Dal Molin, linea dura della polizia. Fermati 18 manifestanti

Blindata tutta la zona attorno all'ex aeroporto militare dopo il divieto della questura. Dispersi con la forza gruppi di No base che bloccavano la sede di un'azienda edile a Montecchio Precalcino. 10/02/2009

Vicenza. Hanno scelto la linea dura le forze dell’ordine che stamane hanno disperso il centinaio di dimostranti che hanno dato vita a una manifestazione non autorizzata davanti all’ingresso militare dell’aeroporto Dal Molin. Ci sono stati forti momenti di tensione fra i No Dal Molin che si oppongono alla costruzione della nuova base Usa e i reparti di carabinieri e polizia schierati in tenuta antisommossa, decisi a far rispettare il divieto di manifestare in quella strada.

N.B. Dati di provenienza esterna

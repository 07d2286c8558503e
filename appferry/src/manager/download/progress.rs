//! Progress counters shared between a transfer and its observer.
//!
//! The transfer stores byte counts into atomics as chunks land; the manager
//! polls them on its own schedule, so a fast transfer never blocks on the
//! manifest store.

use std::sync::atomic::{AtomicU64, Ordering};
use std::time::Instant;

/// Byte counters for one in-flight transfer.
#[derive(Debug, Default)]
pub struct TransferProgress {
    downloaded: AtomicU64,
    total: AtomicU64,
}

impl TransferProgress {
    pub fn new() -> Self {
        Self::default()
    }

    /// Record the expected size; zero means unknown.
    pub fn set_total(&self, total: u64) {
        self.total.store(total, Ordering::SeqCst);
    }

    pub fn set_downloaded(&self, bytes: u64) {
        self.downloaded.store(bytes, Ordering::SeqCst);
    }

    pub fn downloaded(&self) -> u64 {
        self.downloaded.load(Ordering::SeqCst)
    }

    pub fn total(&self) -> u64 {
        self.total.load(Ordering::SeqCst)
    }

    /// Fraction complete, or `None` when the size is unknown.
    pub fn fraction(&self) -> Option<f64> {
        let total = self.total();
        if total == 0 {
            return None;
        }
        Some((self.downloaded() as f64 / total as f64).min(1.0))
    }
}

/// Throughput between successive samples.
#[derive(Debug)]
pub struct SpeedMeter {
    last_at: Instant,
    last_bytes: u64,
}

impl SpeedMeter {
    /// Start measuring from `bytes` already on disk.
    pub fn new(bytes: u64) -> Self {
        Self {
            last_at: Instant::now(),
            last_bytes: bytes,
        }
    }

    /// Bytes per second since the previous sample.
    pub fn sample(&mut self, bytes: u64) -> u64 {
        let now = Instant::now();
        let elapsed = now.duration_since(self.last_at).as_secs_f64();
        let delta = bytes.saturating_sub(self.last_bytes);
        self.last_at = now;
        self.last_bytes = bytes;
        if elapsed <= f64::EPSILON {
            return 0;
        }
        (delta as f64 / elapsed) as u64
    }
}

/// Format a size in bytes as a human-readable string.
pub fn format_size(bytes: u64) -> String {
    const KB: u64 = 1024;
    const MB: u64 = 1024 * KB;
    const GB: u64 = 1024 * MB;

    if bytes >= GB {
        format!("{:.1} GB", bytes as f64 / GB as f64)
    } else if bytes >= MB {
        format!("{:.1} MB", bytes as f64 / MB as f64)
    } else if bytes >= KB {
        format!("{:.1} KB", bytes as f64 / KB as f64)
    } else {
        format!("{} B", bytes)
    }
}
//! Download manager.
//!
//! Tracks one [`PackageManifest`](crate::package::PackageManifest) per
//! requested package, drives its transfer and keeps the record durable
//! across restarts.
//!
//! # Example
//!
//! ```ignore
//! use std::sync::Arc;
//! use appferry::manager::{DownloadManager, FileManifestStore, HttpTransfer, ManagerConfig};
//!
//! let config = ManagerConfig::new("/var/lib/appferry");
//! let store = Arc::new(FileManifestStore::open(&config.state_dir)?);
//! let manager = DownloadManager::open(config, store, Arc::new(HttpTransfer::new()?))?;
//!
//! let manifest = manager.add(account, package, ticket).await?;
//! manager.resume(&manifest.id).await?;
//! let finished = manager.wait_until_settled(&manifest.id).await?;
//! ```

mod actions;
mod catalog;
mod config;
pub mod download;
mod downloads;
mod error;
mod store;
mod traits;

pub use actions::{available_actions, DownloadAction};
pub use catalog::DirectLinkCatalog;
pub use config::ManagerConfig;
pub use download::{HttpTransfer, TransferProgress};
pub use downloads::{DownloadManager, ManifestEvent};
pub use error::{ManagerError, ManagerResult};
pub use store::{FileManifestStore, MemoryManifestStore, StoreError, StoreResult};
pub use traits::{BoxFuture, ManifestStore, PackageCatalog, Transfer};
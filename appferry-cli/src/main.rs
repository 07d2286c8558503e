//! AppFerry CLI - Command-line interface
//!
//! Downloads packages, keeps them across restarts and installs them onto
//! paired devices, either through the device tool or over the air.

mod commands;
mod error;

use std::path::PathBuf;

use appferry::config::ConfigFile;
use appferry::logging;
use clap::{ArgAction, Parser, Subcommand};
use console::style;

use commands::downloads::DownloadsCommands;
use error::CliError;

#[derive(Debug, Parser)]
#[command(name = "appferry", version, about, long_about = None)]
struct Cli {
    /// Configuration file (defaults to ~/.appferry/config.ini)
    #[arg(long, global = true)]
    config: Option<PathBuf>,

    /// More log output (-v debug, -vv trace)
    #[arg(short, long, global = true, action = ArgAction::Count)]
    verbose: u8,

    #[command(subcommand)]
    command: Commands,
}

#[derive(Debug, Subcommand)]
enum Commands {
    /// Manage downloads
    Downloads {
        #[command(subcommand)]
        command: DownloadsCommands,
    },

    /// List paired devices
    Devices,

    /// List apps installed on a device
    Apps {
        /// Device identifier
        device: String,

        /// Only show this bundle identifier
        #[arg(long)]
        bundle_id: Option<String>,
    },

    /// Install a finished download onto a device through the device tool
    Install {
        /// Download id (or unique prefix)
        manifest: String,

        /// Device identifier
        device: String,
    },

    /// Offer a finished download for over-the-air install
    Serve {
        /// Download id (or unique prefix)
        manifest: String,

        /// TLS port (overrides config)
        #[arg(long)]
        port: Option<u16>,

        /// Root certificate port (overrides config)
        #[arg(long)]
        ca_port: Option<u16>,

        /// Do not serve the root certificate
        #[arg(long)]
        no_ca: bool,
    },

    /// Serve the root certificate so devices can trust the install server
    Certificate {
        /// Port (overrides config)
        #[arg(long)]
        port: Option<u16>,
    },
}

#[tokio::main]
async fn main() {
    let cli = Cli::parse();
    let code = match run(cli).await {
        Ok(()) => 0,
        Err(e) => {
            eprintln!("{} {}", style("error:").red().bold(), e);
            if let Some(hint) = e.guidance() {
                eprintln!("{} {}", style("hint:").yellow().bold(), hint);
            }
            e.exit_code()
        }
    };
    std::process::exit(code);
}

async fn run(cli: Cli) -> Result<(), CliError> {
    let mut config = match &cli.config {
        Some(path) => ConfigFile::load_from(path)?,
        None => ConfigFile::load()?,
    };
    match cli.verbose {
        0 => {}
        1 => config.logging.level = "debug".to_string(),
        _ => config.logging.level = "trace".to_string(),
    }
    let _logging = logging::init(&config.logging);
    tracing::debug!(version = env!("CARGO_PKG_VERSION"), "appferry starting");

    match cli.command {
        Commands::Downloads { command } => commands::downloads::run(command, &config).await,
        Commands::Devices => commands::devices::run_devices(&config).await,
        Commands::Apps { device, bundle_id } => {
            commands::devices::run_apps(&config, &device, bundle_id.as_deref()).await
        }
        Commands::Install { manifest, device } => {
            commands::install::run(&config, &manifest, &device).await
        }
        Commands::Serve {
            manifest,
            port,
            ca_port,
            no_ca,
        } => {
            if let Some(port) = port {
                config.installer.port = port;
            }
            if let Some(port) = ca_port {
                config.installer.ca_port = port;
            }
            commands::serve::run_serve(&config, &manifest, !no_ca).await
        }
        Commands::Certificate { port } => {
            if let Some(port) = port {
                config.installer.ca_port = port;
            }
            commands::serve::run_certificate(&config).await
        }
    }
}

Diciotto dimostranti del presidio ’No Dal Molin’ sono stati fermati dalla polizia e portati in Questura a Vicenza dopo aver bloccato sulla strada il camion di una ditta che lavora alla nuova base Usa. I manifestanti, già dispersi in mattinata dalle forze dell’ordine, erano riusciti ad arrivare vicino a Novoledo su una strada percorsa dai mezzi pesanti della ditta «Isnardo Carta», impegnata nelle opere edili all’interno dell’aeroporto Dal Molin. Gli anti-base si sono disposti sulla carreggiata, costringendo il camionista a fermare il mezzo. In breve sono giunte però le pattuglie della polizia, che hanno riaperto la strada e bloccato 18 manifestanti. Il gruppo, fatto di uomini e donne del presidio ’No dal Molin’, si trova ora in Questura. Rischiano un’accusa di violenza privata.

Tensione e qualche scaramuccia stamattina quando gli agenti sono entrati in contatto con i dimostranti per dividerli in due tronconi e spingerli indietro. Secondo una prima ricostruzione, in questo clima un automobilista esasperato avrebbe urtato una donna che è caduta su un muretto, procurandosi una ferita al sopracciglio che l’ha trasformata in una "maschera" di sangue, contribuendo a far salire la tensione. La donna è stata trasportata in ambulanza al Pronto Soccorso dove i medici le avrebbero suturato la ferita con alcuni punti.

A quanto pare di capire la strategia dei No base a cui si sono aggiunte alcune centinaia di studenti è quella di riunirsi in piccoli gruppi e agire in zone diverse della città. Tutte le strade, abnche quelle secondarie, intorno a via Ferrarin sono comunque blindate da camionette e jeep di polizia e carabinieri.